Test di ammissione non superati? Non c’è problema. A medicina si entra comunque. L’importante è aver conseguito almeno un anno di università all’estero. Così i furbetti del numero chiuso aggirano l’ostacolo con l’aiuto – lecito – di istituti privati per la formazione. Studiano in Bulgaria o in Romania per un anno, e poi entrano direttamente al secondo anno di qualche facoltà italiana. Dietro a tutto questo non c’è l’idea di qualche buontempone, ma vere e proprie organizzazioni che si stanno arricchendo grazie a norme sempre troppo facilmente aggirabili.
Promesse e volantini. Nei giorni scorsi, all’uscita dalle prove d’accesso di varie facoltà di medicina (equamente distribuite sul territorio nazionale), c’erano ragazzi pronti a distribuire volantini. “Test non passato, realizza comunque il tuo sogno, noi possiamo aiutarti”. E loro, come rivela l’agenzia stampa Dire, ti possono aiutare davvero. Basta pagare.
Il business del numero chiuso. Il trucco sta qui: molte università private straniere spesso non hanno un numero chiuso. Talvolta c’è un colloquio, ma assicurano si tratta di pura formalità. Alcuni noti istituti italiani si occupano dell’intermediazione. A fronte di una tassa di quasi 20mila euro, preparano lo studente ad affrontare l’anno all’estero, per esempio in Bulgaria. A questo, si aggiunge la tassa universitaria di quasi 9mila euro. finito l’anno si può decidere di tornare in Italia (molti scelgono questa formula) oppure si può proseguire fino alla fine degli studi pagando ogni anno la tassa e, facoltativamente l’assistenza dell’istituto italiano che ha fatto da mediatore il primo anno. Insomma, un business che nei casi più clamorosi può valere 120mila euro per l’intero periodo di studi. D’altronde perché rinunciare al proprio sogno?

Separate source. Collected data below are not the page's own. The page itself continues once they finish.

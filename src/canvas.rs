//! Canvas - a bitmap mask bound to a section
//!
//! Pixels whose bit is unset in the current frame are forced to black when
//! the section is read. The canvas has its own clocks for scrolling and for
//! stepping through frames, independent of the section's animation.

use embassy_time::{Duration, Instant};

#[cfg(feature = "esp32-log")]
use esp_println::println;

use crate::bitmap::{Bitmap, BitmapError};
use crate::interval::is_due;
use crate::layout::{Layout, Offset, Point, wrap_axis};

/// Default time between scroll steps
pub const DEFAULT_SCROLL_INTERVAL: Duration = Duration::from_millis(100);

/// On/off mask layered over a section
#[derive(Debug, Clone)]
pub struct Canvas {
    bitmap: Bitmap,
    current_frame: u16,
    offset: Offset,
    scroll_rate: Offset,
    repeat: bool,
    scroll_interval: Duration,
    /// Time between frames; `None` keeps the current frame
    frame_interval: Option<Duration>,
    last_scroll: Option<Instant>,
    last_frame: Option<Instant>,
}

impl Canvas {
    /// Create a blank single-frame canvas
    pub fn new(layout: Layout) -> Self {
        Self {
            bitmap: Bitmap::new(layout, 1),
            current_frame: 0,
            offset: Offset::default(),
            scroll_rate: Offset::default(),
            repeat: true,
            scroll_interval: DEFAULT_SCROLL_INTERVAL,
            frame_interval: None,
            last_scroll: None,
            last_frame: None,
        }
    }

    /// Set the number of frames (clears the canvas)
    #[must_use]
    pub fn with_frames(mut self, frame_count: u16) -> Self {
        self.set_frame_count(frame_count);
        self
    }

    /// Set the scroll rate and how often it is applied
    #[must_use]
    pub fn with_scroll(mut self, rate: Offset, interval: Duration) -> Self {
        self.set_scroll(rate, interval);
        self
    }

    /// Step to the next frame every `interval`
    #[must_use]
    pub fn with_frame_interval(mut self, interval: Duration) -> Self {
        self.frame_interval = Some(interval);
        self
    }

    /// Set whether content scrolled off one edge reappears on the other
    #[must_use]
    pub fn with_repeat(mut self, repeat: bool) -> Self {
        self.repeat = repeat;
        self
    }

    /// Grid dimensions
    pub const fn layout(&self) -> Layout {
        self.bitmap.layout()
    }

    /// Number of frames in the bitmap
    pub const fn frame_count(&self) -> u16 {
        self.bitmap.frame_count()
    }

    /// Frame used for masking and drawing
    pub const fn current_frame(&self) -> u16 {
        self.current_frame
    }

    /// Shift applied to the drawing
    pub const fn offset(&self) -> Offset {
        self.offset
    }

    /// Offset added per scroll step
    pub const fn scroll_rate(&self) -> Offset {
        self.scroll_rate
    }

    /// Whether the drawing wraps around the grid edges
    pub const fn repeat(&self) -> bool {
        self.repeat
    }

    /// Underlying frames
    pub const fn bitmap(&self) -> &Bitmap {
        &self.bitmap
    }

    /// Jump to a frame; out-of-range frames wrap
    pub fn set_current_frame(&mut self, frame: u16) {
        self.current_frame = frame % self.frame_count();
    }

    /// Advance to the next frame, wrapping after the last one
    pub fn next_frame(&mut self) {
        self.current_frame = (self.current_frame + 1) % self.frame_count();
    }

    /// Set the number of frames (clears the canvas)
    pub fn set_frame_count(&mut self, frame_count: u16) {
        self.bitmap.set_frame_count(frame_count);
        self.current_frame = 0;
    }

    /// Shift the drawing; the offset wraps to the grid size
    pub fn set_offset(&mut self, offset: Offset) {
        let layout = self.layout();
        self.offset = Offset::new(
            wrap_axis(offset.x, layout.columns),
            wrap_axis(offset.y, layout.rows),
        );
    }

    /// Scroll by `rate` every `interval`; a zero rate stops scrolling
    pub fn set_scroll(&mut self, rate: Offset, interval: Duration) {
        self.scroll_rate = rate;
        self.scroll_interval = interval;
    }

    /// Step frames every `interval`; `None` stops on the current frame
    pub fn set_frame_interval(&mut self, interval: Option<Duration>) {
        self.frame_interval = interval;
    }

    /// Set whether the drawing wraps around the grid edges
    pub fn set_repeat(&mut self, repeat: bool) {
        self.repeat = repeat;
    }

    /// Reshape to a new grid size
    ///
    /// Frame contents are discarded; the offset is reset.
    pub fn resize(&mut self, layout: Layout) {
        #[cfg(feature = "esp32-log")]
        println!("[Canvas.resize] {:?}, frames cleared", layout);
        self.bitmap.resize(layout);
        self.current_frame = 0;
        self.offset = Offset::default();
    }

    /// Check whether the section pixel at `index` shows through
    ///
    /// The offset shifts the drawing: the bit drawn at `(x, y)` is shown at
    /// `(x + offset.x, y + offset.y)`. With `repeat` the drawing wraps around
    /// the grid, otherwise whatever is shifted off the grid is lost.
    pub fn is_lit(&self, index: usize) -> bool {
        let layout = self.layout();
        let Some(point) = layout.point_of(index) else {
            return false;
        };

        let x = i32::from(point.x) - self.offset.x;
        let y = i32::from(point.y) - self.offset.y;
        let (x, y) = if self.repeat {
            (wrap_axis(x, layout.columns), wrap_axis(y, layout.rows))
        } else {
            (x, y)
        };

        match (u16::try_from(x), u16::try_from(y)) {
            (Ok(x), Ok(y)) => self.bitmap.get(self.current_frame, Point::new(x, y)),
            _ => false,
        }
    }

    /// Load a row-major mask into a frame
    pub fn load_frame(&mut self, frame: u16, mask: &[bool]) -> Result<(), BitmapError> {
        self.bitmap.load_frame(frame, mask)
    }

    /// Light one point of the current frame
    pub fn draw_point(&mut self, point: Point) {
        self.bitmap.set(self.current_frame, point, true);
    }

    /// Unset one point of the current frame
    pub fn erase_point(&mut self, point: Point) {
        self.bitmap.set(self.current_frame, point, false);
    }

    /// Draw a rectangle outline, or a filled one with `fill`
    pub fn draw_rect(&mut self, origin: Point, size: Point, fill: bool) {
        self.bitmap.draw_rect(self.current_frame, origin, size, fill);
    }

    /// Draw a line between two points, both ends included
    pub fn draw_line(&mut self, from: Point, to: Point) {
        self.bitmap.draw_line(self.current_frame, from, to);
    }

    /// Unset every bit of the current frame
    pub fn clear(&mut self) {
        self.bitmap.fill(self.current_frame, false);
    }

    /// Advance the scroll and frame clocks
    pub fn update(&mut self, now: Instant) {
        if !self.scroll_rate.is_zero() && is_due(self.last_scroll, now, self.scroll_interval) {
            if self.last_scroll.is_some() {
                let layout = self.layout();
                self.offset.scroll(self.scroll_rate, layout);
            }
            self.last_scroll = Some(now);
        }

        if let Some(interval) = self.frame_interval {
            if self.frame_count() > 1 && is_due(self.last_frame, now, interval) {
                if self.last_frame.is_some() {
                    self.next_frame();
                }
                self.last_frame = Some(now);
            }
        }
    }
}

Le mete più gettonate. Le mete più gettonate sono la Spagna, la Romania, l’Ucraina e appunto la Bulgaria. Qui il business investe anche le università locali che “blindano” di fatto i posti riservati agli studenti stranieri, affidandosi completamente ad istituti intermediari che spesso si occupano anche di reperire il vitto e di organizzare corsi di lingua sul posto.
Ritorno assicurato. Chi decide di rientrare dopo un anno non deve far altro che chiedere l’iscrizione al secondo anno nella facoltà italiana. Poiché il riconoscimento degli esami è praticamente matematico, non ci sono problemi al rientro. Solo in alcuni casi – come a Bari – ci sono test ammissione simili a quelli per il primo anno. Ma non sono realmente selettivi. Si tratta, infatti, di raggiungere il punteggio minimo richiesto, d’altronde “servono standard comuni nell’Unione”, come spiega il rettore dell’Università di Bari, Corrado Petrocelli. Ma ovviamente questo non basta. Oggi siamo in Europa.